Some people were complaining that we had no beginner’s workshop for Snap on this year’s Summit. We are looking into fixing this in 2024 …

So together with the “Daemon Snapper’s Workshop” (slides) I have now a repertoire of 3 (see below) and I will continue to give them on conferences and Engineering Sprints.

Soon on snapcraft.io

As one can easily also do these workshops by oneself at home, studying the slide decks and trying out the linked examples, I thought that the slides and examples should be made available on a place in the internet where interested people can easily find them. This should be ideally snapcraft.io as the central place of the official Snap documentation. So I asked Graham Morrison, responsible for the documentation of Snap, whether we could integrate them there, and he agreed. We also plan to put everything onto a GitHub repo of Snap. And, as we started recording workshops on this year’s Ubuntu Summit, we will link videos, for now at least of the initial workshop and the workshop about Snap update automation.

And this will not only help to learn snapping, also everyone who likes to give a Snap workshop on a conference by himself could make use of these materials.

CPDB CUPS backend Snap

On the snapcraft.io forum thread where I asked for help with the problems I talked about here last month a conversation with James Henstridge from Canonical’s Desktop Team started.
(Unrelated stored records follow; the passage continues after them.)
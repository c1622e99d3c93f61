//! The process-global intern pool for internal class names.
//! Equal names share one [`ClassNameId`]; comparisons elsewhere in the VM are
//! integer equality on the handle. Writers take the internal lock; readers
//! take a shared lock and copy the few bytes they need out.

use std::hash::{Hash, Hasher};
use std::sync::atomic::{self, AtomicU32};
use std::sync::RwLock;

use indexmap::{Equivalent, IndexMap};

use crate::id::{self, ClassNameId};
use crate::{util, BadIdError};

#[derive(Clone)]
pub struct RawClassName(pub Vec<u8>);
impl RawClassName {
    #[must_use]
    pub fn get(&self) -> &[u8] {
        &self.0
    }

    #[must_use]
    pub fn as_slice(&self) -> RawClassNameSlice<'_> {
        RawClassNameSlice(self.0.as_slice())
    }

    #[must_use]
    pub fn len(&self) -> usize {
        self.0.len()
    }

    #[must_use]
    pub fn is_empty(&self) -> bool {
        self.0.is_empty()
    }
}
impl Eq for RawClassName {}
impl PartialEq for RawClassName {
    fn eq(&self, other: &Self) -> bool {
        self.0 == other.0
    }
}
impl Hash for RawClassName {
    fn hash<H: Hasher>(&self, state: &mut H) {
        self.as_slice().hash(state);
    }
}
impl std::fmt::Debug for RawClassName {
    fn fmt(&self, f: &mut std::fmt::Formatter<'_>) -> std::fmt::Result {
        f.write_fmt(format_args!(
            "\"{}\"",
            util::convert_classfile_text(&self.0)
        ))
    }
}

#[derive(Clone, Copy, Eq, PartialEq)]
pub struct RawClassNameSlice<'a>(&'a [u8]);
impl<'a> RawClassNameSlice<'a> {
    #[must_use]
    pub fn new(bytes: &'a [u8]) -> RawClassNameSlice<'a> {
        RawClassNameSlice(bytes)
    }

    #[must_use]
    pub fn get(&self) -> &'a [u8] {
        self.0
    }

    #[must_use]
    pub fn to_owned(&self) -> RawClassName {
        RawClassName(self.0.to_owned())
    }
}
impl<'a> Equivalent<RawClassName> for RawClassNameSlice<'a> {
    fn equivalent(&self, key: &RawClassName) -> bool {
        self.0 == key.0
    }
}
impl<'a> Hash for RawClassNameSlice<'a> {
    fn hash<H: Hasher>(&self, state: &mut H) {
        // This mimics normal slice hashing, but we explicitly decide how we
        // hash so the owned and borrowed forms always agree.
        self.0.len().hash(state);
        for piece in self.0 {
            piece.hash(state);
        }
    }
}
impl<'a> std::fmt::Debug for RawClassNameSlice<'a> {
    fn fmt(&self, f: &mut std::fmt::Formatter<'_>) -> std::fmt::Result {
        f.write_fmt(format_args!("\"{}\"", util::convert_classfile_text(self.0)))
    }
}

#[derive(Debug, Clone, Copy)]
pub struct ClassNameInfo {
    is_array: bool,
    id: ClassNameId,
}
impl ClassNameInfo {
    #[must_use]
    pub fn id(&self) -> ClassNameId {
        self.id
    }

    #[must_use]
    pub fn is_array(&self) -> bool {
        self.is_array
    }
}

/// Ids reserved by [`ClassNames::new`], in insertion order.
const RESERVED: &[&[u8]] = &[
    b"java/lang/Object",
    b"java/lang/Throwable",
    b"java/lang/Exception",
    b"java/lang/Error",
    b"java/lang/String",
];

#[derive(Debug)]
pub struct ClassNames {
    next_id: AtomicU32,
    names: RwLock<IndexMap<RawClassName, ClassNameInfo>>,
}
impl ClassNames {
    #[must_use]
    pub fn new() -> Self {
        let class_names = ClassNames {
            next_id: AtomicU32::new(0),
            names: RwLock::new(IndexMap::with_capacity(64)),
        };

        // Reserve fixed ids for the names the exception engine compares
        // against on every handler search.
        for name in RESERVED {
            class_names.intern(name);
        }

        class_names
    }

    fn get_new_id(&self) -> ClassNameId {
        // Relaxed is fine for a counter that only increments.
        ClassNameId::new_unchecked(self.next_id.fetch_add(1, atomic::Ordering::Relaxed))
    }

    /// The id of `b"java/lang/Object"`. Fixed at pool creation.
    #[must_use]
    pub fn object_id(&self) -> ClassNameId {
        ClassNameId::new_unchecked(0)
    }

    /// The id of `b"java/lang/Throwable"`. Fixed at pool creation.
    #[must_use]
    pub fn throwable_id(&self) -> ClassNameId {
        ClassNameId::new_unchecked(1)
    }

    /// The id of `b"java/lang/Exception"`. Fixed at pool creation.
    #[must_use]
    pub fn exception_id(&self) -> ClassNameId {
        ClassNameId::new_unchecked(2)
    }

    /// The id of `b"java/lang/Error"`. Fixed at pool creation.
    #[must_use]
    pub fn error_id(&self) -> ClassNameId {
        ClassNameId::new_unchecked(3)
    }

    /// The id of `b"java/lang/String"`. Fixed at pool creation.
    #[must_use]
    pub fn string_id(&self) -> ClassNameId {
        ClassNameId::new_unchecked(4)
    }

    /// Intern a name, returning the existing handle if the name was already in
    /// the pool.
    pub fn intern(&self, class_path: &[u8]) -> ClassNameId {
        let slice = RawClassNameSlice(class_path);
        {
            let names = self.names.read().unwrap();
            if let Some(info) = names.get(&slice) {
                return info.id;
            }
        }

        let mut names = self.names.write().unwrap();
        // Another thread may have inserted between the read and write locks.
        if let Some(info) = names.get(&slice) {
            return info.id;
        }

        let id = self.get_new_id();
        names.insert(
            slice.to_owned(),
            ClassNameInfo {
                is_array: id::is_array_class_bytes(class_path),
                id,
            },
        );
        id
    }

    /// Intern from an owned buffer, avoiding a copy on first insertion.
    pub fn intern_vec(&self, class_path: Vec<u8>) -> ClassNameId {
        let slice = RawClassNameSlice(&class_path);
        {
            let names = self.names.read().unwrap();
            if let Some(info) = names.get(&slice) {
                return info.id;
            }
        }

        let mut names = self.names.write().unwrap();
        if let Some(info) = names.get(&slice) {
            return info.id;
        }

        let id = self.get_new_id();
        let is_array = id::is_array_class_bytes(&class_path);
        names.insert(RawClassName(class_path), ClassNameInfo { is_array, id });
        id
    }

    pub fn intern_str(&self, class_path: &str) -> ClassNameId {
        self.intern(class_path.as_bytes())
    }

    /// Get the name for a given id. The bytes are copied out of the pool.
    pub fn name_from_id(&self, id: ClassNameId) -> Result<RawClassName, BadIdError> {
        let names = self.names.read().unwrap();
        names
            .iter()
            .find(|(_, info)| info.id == id)
            .map(|(name, _)| name.clone())
            .ok_or_else(|| {
                tracing::warn!("name_from_id: got a bad id {:?}", id);
                BadIdError { id }
            })
    }

    /// Check if the given id is for an array class.
    pub fn is_array(&self, id: ClassNameId) -> Result<bool, BadIdError> {
        let names = self.names.read().unwrap();
        names
            .iter()
            .find(|(_, info)| info.id == id)
            .map(|(_, info)| info.is_array)
            .ok_or(BadIdError { id })
    }

    /// The name in a nice representation for logging.
    /// The output of this function is not guaranteed.
    #[must_use]
    pub fn tpath(&self, id: ClassNameId) -> String {
        self.name_from_id(id)
            .map(|name| util::convert_classfile_text(name.get()).into_owned())
            .unwrap_or_else(|_| "[UNKNOWN CLASS NAME]".to_owned())
    }

    /// The user-facing dotted form of the name, for diagnostics in strict
    /// mode.
    #[must_use]
    pub fn user_path(&self, id: ClassNameId) -> String {
        util::internal_to_user_format(&self.tpath(id))
    }
}

impl Default for ClassNames {
    fn default() -> Self {
        Self::new()
    }
}

#[cfg(test)]
mod tests {
    use super::ClassNames;

    #[test]
    fn interning_is_identity() {
        let names = ClassNames::new();
        let a = names.intern(b"java/lang/String");
        // Same name arriving from a different source, in a different form
        let b = names.intern_vec(b"java/lang/String".to_vec());
        let c = names.intern_str("java/lang/String");
        assert_eq!(a, b);
        assert_eq!(b, c);
        assert_eq!(a, names.string_id());

        let other = names.intern(b"java/lang/Integer");
        assert_ne!(a, other);
    }

    #[test]
    fn reserved_ids_are_fixed() {
        let names = ClassNames::new();
        assert_eq!(names.intern(b"java/lang/Object"), names.object_id());
        assert_eq!(names.intern(b"java/lang/Throwable"), names.throwable_id());
        assert_eq!(names.intern(b"java/lang/Exception"), names.exception_id());
        assert_eq!(names.intern(b"java/lang/Error"), names.error_id());
    }

    #[test]
    fn array_names() {
        let names = ClassNames::new();
        let arr = names.intern(b"[I");
        let obj_arr = names.intern(b"[[Ljava/lang/String;");
        assert!(names.is_array(arr).unwrap());
        assert!(names.is_array(obj_arr).unwrap());
        assert!(!names.is_array(names.object_id()).unwrap());
    }
}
I have explained how CPDB exactly works, how it finds the available backends and how it communicates with them during the print dialog session in order to actually print a job. He also brought up some security concerns and I told him how we address them.

Especially we found out that CPDB needs some changes:

  1. The printFile method of backends needs to pass the job data as stream (file descriptor or domain socket), not as file specified by a file path.
  2. The D-Bus methods getActiveJobsCount, getAllJobs, and cancelJob need to get removed from CPDB
  3. The file backend of CPDB cannot be used. We should discontinue its development and tell that it is for development and documentation only.
  4. Filtering of the printer list in the dialog should be completely managed by the frontends, and not by sending signals to the backends, to allow different filtering on print dialogs which are open to the same time.
  5. Add newly appearing backends while the dialog is open.

Suggestions about how to make CPDB acually work with Snap were not made.

I have asked Biswadeep to work on these changes and he will do so in December after his end-semester exams.

PAPPL 1.4.3

PAPPL v1.4.3 is now available for download and is a bug fix release. Changes include:

  • Added “smi55357-device-uri” and “smi55357-driver” Printer Status attributes to Get-Printer-Attributes responses.
  • Fixed missing mutex unlock in DNS-SD code (Issue #299)
  • Fixed “printer-id” value for new printers (Issue #301)
  • Fixed DNS-SD device list crash (Issue #302)
  • Fixed Set-Printer-Attributes for “output-bin-default” and “sides-default” (Issue #305)
  • Fixed default “copies” value with papplJobCreateWithFile().